“Estoy en el bar, disculpen las molestias”
María g. Aguado
En El 33 se cruzaban las navajas de Mecano, Estopa partía la pana (y la cara) en uno de Cornellá, y Los Punsetes recomendaban para una urgencia El bar del tanatorio porque siempre está abierto y “en este bar la clientela no es regular, hay gente diferente todas las veces que vas”. Gente hay siempre, desde luego, las ganas de jarana ya son otro cantar. Hasta William Blake confirmaba el ateísmo condicionado de muchos con El pequeño vagabundo, porque “Si en la iglesia nos diesen un poco de cerveza y un fuego grato para entibiar nuestras almas cantaríamos y rezaríamos el día entero”. Todos cantan a los bares, templos del aperitivo y el alterne, porque allí se escribe la historia, todas las historias.
templos del aperitivo y el alterne, allí se escribe la historia, todas las historias
Si las nuestras tuvieran que empezar en un bar, posiblemente recordaríamos una barra metálica, taburetes negros con asientos de rejilla, más de un botellín de ese líquido rojo brillante y amargo, algunos cortos y una luz azul zumbante que freía sin compasión a la mosca que osara intentar cruzar el umbral de la cocina, separada posiblemente por unas puertas abatibles o una cortina de abalorios de madera. Al menos así era el primer bar que yo recuerdo, se llamaba Los Chicos, estaba en el Paseo de las Delicias, cerca de un Matadero que desde luego no apuntaba ningún augurio de modernidad en los noventa. Eso era un bar, y no se esperaba de él nada más que una buena tapa. La de allí, patatas bravas o gambas frescas.
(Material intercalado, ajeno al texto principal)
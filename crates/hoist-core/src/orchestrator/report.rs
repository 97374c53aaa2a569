//! The transfer report accumulated over one run.

use std::time::Duration;

use chrono::{DateTime, Utc};

/// Everything a run produced, mutated by each step that can fail and
/// finalized exactly once. The final `file_count`/`directory_count` always
/// reflect the target side after the last verification pass.
#[derive(Debug, Clone)]
pub struct TransferReport {
    pub success: bool,
    pub source_path: String,
    pub target_path: String,
    pub total_size_bytes: u64,
    pub transferred_size_bytes: u64,
    pub file_count: u64,
    pub directory_count: u64,
    pub errors: Vec<String>,
    pub started_at: DateTime<Utc>,
    pub finished_at: Option<DateTime<Utc>>,
}

impl TransferReport {
    pub fn new(source_path: impl Into<String>, target_path: impl Into<String>) -> Self {
        Self {
            success: false,
            source_path: source_path.into(),
            target_path: target_path.into(),
            total_size_bytes: 0,
            transferred_size_bytes: 0,
            file_count: 0,
            directory_count: 0,
            errors: Vec::new(),
            started_at: Utc::now(),
            finished_at: None,
        }
    }

    /// Record an error on the report and in the log.
    pub fn add_error(&mut self, message: impl Into<String>) {
        let message = message.into();
        log::error!("{message}");
        self.errors.push(message);
    }

    /// Finalize the report. The first call wins; the report is never
    /// mutated afterward.
    pub fn complete(&mut self, success: bool) {
        if self.finished_at.is_some() {
            return;
        }
        self.success = success;
        self.finished_at = Some(Utc::now());
    }

    pub fn is_finished(&self) -> bool {
        self.finished_at.is_some()
    }

    /// Elapsed run time; falls back to "so far" while unfinished.
    pub fn duration(&self) -> Duration {
        let end = self.finished_at.unwrap_or_else(Utc::now);
        (end - self.started_at).to_std().unwrap_or_default()
    }

    /// Average transfer rate in bytes per second.
    pub fn average_rate(&self) -> f64 {
        let secs = self.duration().as_secs_f64();
        if secs > 0.0 {
            self.transferred_size_bytes as f64 / secs
        } else {
            0.0
        }
    }
}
a un tiempo de vanguardia siempre le seguirá una reivindicación de la tradición
Con el tiempo, esos bares se convirtieron en reductos de un pasado rancio. Lo moderno era otra cosa, otra cosa de diseño. Y desde hace un tiempo relativamente corto, se viene reivindicando el bar y la taberna a secas, ni neo, ni chill, ni gin. Bar y taberna. Porque como todo, la hostelería también es cíclica, avanza, pero a un tiempo de vanguardia siempre le seguirá una reivindicación de la tradición.
Yo vivo en esa manifestación continua, que no en una protesta, porque Dios me libre de protestar contra bellezas como la ostra aliñada de Tandem o las gyozas de pote gallego de Gastrochigre. Dos conceptos del picoteo que se salen de lo común para tocar el cielo de la tapa. Como decía, jamás protestaré, pero cuando reivindico el bar es porque le pido cosas como el vermut con esa suerte de mezcla maravillosa de patatas “de bolsa”, mejillones en escabeche, piparras y aceitunas de Morrofi, en Barcelona. O la caña con sardinas a la plancha de Santurce que, en pleno Rastro madrileño, transporta a un Levante que se queda pegado a tus dedos por mucho limón que frotes. O la cerveza fría con el montado de pringá de la bodega Santa Cruz, en Sevilla. O los torreznos crujientes de la barra de Duque, en Segovia.
La nostalgia, incluso la amarga, en la barra se sirve con limón
Porque por los bares de siempre sentimos algo. Por eso, cuando los buenos cierran, dejan un vacío con sabor a tortilla como el Cerveriz, que apagaba los fogones a finales del pasado año. A pepito de ternera del Palentino que, entre tanto moderno, tenía verdaderos devotos, y aunque volvió, nada fue igual. Y a clásicos, a todos los que se servían en el Café Comercial, que dejó a la glorieta de Bilbao de Madrid flotando en un limbo hasta que reabrió, sin ser el de antes, pero intentándolo fuerte (y sabroso).
¿Qué sentimos por los bares? Quizá es gratitud, porque dejan hueco y observan tranquilos a quienes escriben dentro sus historias. Pero siempre será amor eterno, a lo mejor porque la nostalgia, incluso la amarga, en la barra se sirve con limón.